Apple’s iPhone was in use by 35 percent of all U.S. smartphone users and 18.5 percent of all U.S. mobile phone users as of November 2012, according to new data released Thursday by research firm comScore. Samsung and Android both took the top spot in OEM and platform rankings, respectively, with Apple holding firm to second place.
comScore’s report examined U.S. usage share for over 30,000 mobile subscribers during a three month period ending November 2012, and compared it to the firm’s last three month assessment, which ended August 2012. The time between the two assessments saw the release of the iPhone 5 and iOS 6.
Samsung, which primarily sells devices based on Android, held on to its number-one ranking, gaining 1.2 percent to reach 26.9 percent of the overall U.S. mobile market, which includes both smartphones and traditional “feature” phones. Apple grew its usage share even more, by 1.4 percent, to reach 18.5 percent.

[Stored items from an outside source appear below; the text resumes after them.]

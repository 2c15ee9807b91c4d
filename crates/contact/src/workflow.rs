use std::time::Duration;

use tokio::{sync::watch, time::Instant};

use crate::{
    DeliveryError, DeliverySettings, EmailDelivery, EmailPayload, Error, Result, Service,
    SubmissionForm, SubmissionStatus,
};

/// How long the thank-you state lasts before the form clears itself.
pub const RESET_DELAY: Duration = Duration::from_millis(3000);

pub const NO_SERVICE_SELECTED: &str = "Please select at least one service.";
pub const DELIVERY_FAILED: &str = "Failed to send message. Please try again later.";

/// One contact form and its submit cycle.
///
/// The admin notification is sent first and the visitor's confirmation only after it
/// succeeded. After a successful submit the form holds a reset deadline instead of a
/// background timer, so dropping the form drops the pending reset with it.
pub struct ContactForm<D> {
    delivery: D,
    settings: DeliverySettings,
    form: SubmissionForm,
    status: watch::Sender<SubmissionStatus>,
    error: Option<String>,
    reset_at: Option<Instant>,
}

impl<D: EmailDelivery> ContactForm<D> {
    pub fn new(delivery: D, settings: DeliverySettings) -> Self {
        let (status, _) = watch::channel(SubmissionStatus::Idle);

        Self {
            delivery,
            settings,
            form: SubmissionForm::default(),
            status,
            error: None,
            reset_at: None,
        }
    }

    pub fn with_form(mut self, form: SubmissionForm) -> Self {
        self.form = form;
        self
    }

    pub fn form(&self) -> &SubmissionForm {
        &self.form
    }

    pub fn set_name(&mut self, value: impl Into<String>) {
        self.form.name = value.into();
    }

    pub fn set_email(&mut self, value: impl Into<String>) {
        self.form.email = value.into();
    }

    pub fn set_company(&mut self, value: impl Into<String>) {
        self.form.company = value.into();
    }

    pub fn set_message(&mut self, value: impl Into<String>) {
        self.form.message = value.into();
    }

    pub fn toggle_service(&mut self, service: Service, checked: bool) {
        self.form.toggle_service(service, checked);
    }

    pub fn status(&self) -> SubmissionStatus {
        self.status.borrow().clone()
    }

    /// Observe every status transition, `Submitting` included.
    pub fn subscribe(&self) -> watch::Receiver<SubmissionStatus> {
        self.status.subscribe()
    }

    pub fn error(&self) -> Option<&str> {
        self.error.as_deref()
    }

    pub fn can_submit(&self) -> bool {
        self.status.borrow().accepts_submit()
    }

    pub fn reset_at(&self) -> Option<Instant> {
        self.reset_at
    }

    pub async fn submit(&mut self) -> Result<()> {
        self.reset_if_due();

        if !self.can_submit() {
            return Err(Error::Busy);
        }

        if self.form.services().is_empty() {
            return Err(self.reject(NO_SERVICE_SELECTED.to_owned()));
        }

        if let Some(message) = self.form.validation_message() {
            return Err(self.reject(message));
        }

        self.error = None;
        self.set_status(SubmissionStatus::Submitting);

        let payload = self.form.payload();

        if let Err(err) = self.deliver(&payload).await {
            tracing::error!(error = %err, email = %payload.email, "failed to deliver contact form");

            self.error = Some(DELIVERY_FAILED.to_owned());
            self.set_status(SubmissionStatus::Failed(DELIVERY_FAILED.to_owned()));

            return Err(err.into());
        }

        tracing::info!(
            email = %payload.email,
            services = %payload.service,
            "contact form delivered"
        );

        self.reset_at = Some(Instant::now() + RESET_DELAY);
        self.set_status(SubmissionStatus::Submitted);

        Ok(())
    }

    /// Clears the form if the post-submit deadline has passed.
    pub fn reset_if_due(&mut self) -> bool {
        match self.reset_at {
            Some(at) if Instant::now() >= at => {
                self.reset();
                true
            }
            _ => false,
        }
    }

    /// Waits for the post-submit deadline, then clears the form.
    pub async fn settle(&mut self) {
        let Some(at) = self.reset_at else {
            return;
        };

        tokio::time::sleep_until(at).await;
        self.reset();
    }

    async fn deliver(&self, payload: &EmailPayload) -> std::result::Result<(), DeliveryError> {
        let DeliverySettings {
            service_id,
            template_id_admin,
            template_id_user,
            public_key,
        } = &self.settings;

        self.delivery
            .send(service_id, template_id_admin, payload, public_key)
            .await?;

        self.delivery
            .send(service_id, template_id_user, payload, public_key)
            .await
    }

    /// Validation failures never change the status, so `Failed` stays `Failed`.
    fn reject(&mut self, message: String) -> Error {
        self.error = Some(message.to_owned());

        Error::Validation(message)
    }

    fn reset(&mut self) {
        self.form = SubmissionForm::default();
        self.error = None;
        self.reset_at = None;
        self.set_status(SubmissionStatus::Idle);
    }

    fn set_status(&self, status: SubmissionStatus) {
        self.status.send_replace(status);
    }
}
use axum::response::IntoResponse;

use crate::content::{ADVANTAGES, Advantage, TESTIMONIALS, Testimonial};
use crate::template::{Template, filters};

#[derive(askama::Template)]
#[template(path = "why-choose-us.html")]
pub struct WhyChooseUsTemplate {
    pub advantages: &'static [Advantage],
    pub testimonials: &'static [Testimonial],
}

pub async fn page(template: Template) -> impl IntoResponse {
    template.render(WhyChooseUsTemplate {
        advantages: &ADVANTAGES,
        testimonials: &TESTIMONIALS,
    })
}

The remaining OEMs in the top five all saw usage share shrink during the quarter, with LG, Google-owned Motorola, and HTC all losing about half of one percent.
Looking at smartphone platforms, Google’s Android and Apple’s iOS continue to dominate the competition, together accounting for 88.7 percent of all smartphone usage. Android, currently the most widespread mobile operating system, saw its usage share rise 1.1 percent, to reach 53.7 percent of the market. Apple also grew, but at a slower pace of 0.7 percent, to reach 35.0 percent overall.
As was the case with OEMs, the bottom three platforms all lost ground to the top two. RIM continued its fall, dropping to 7.3 percent as the market waits for the long-delayed BlackBerry 10, expected at the end of January. Microsoft's Windows Phone OS and Nokia’s Symbian also fell to 3.0 and 0.5 percent overall, respectively.
Unlike other metrics which generally examine sales figures, comScore surveys consumers for actual usage data, providing a different look at the market.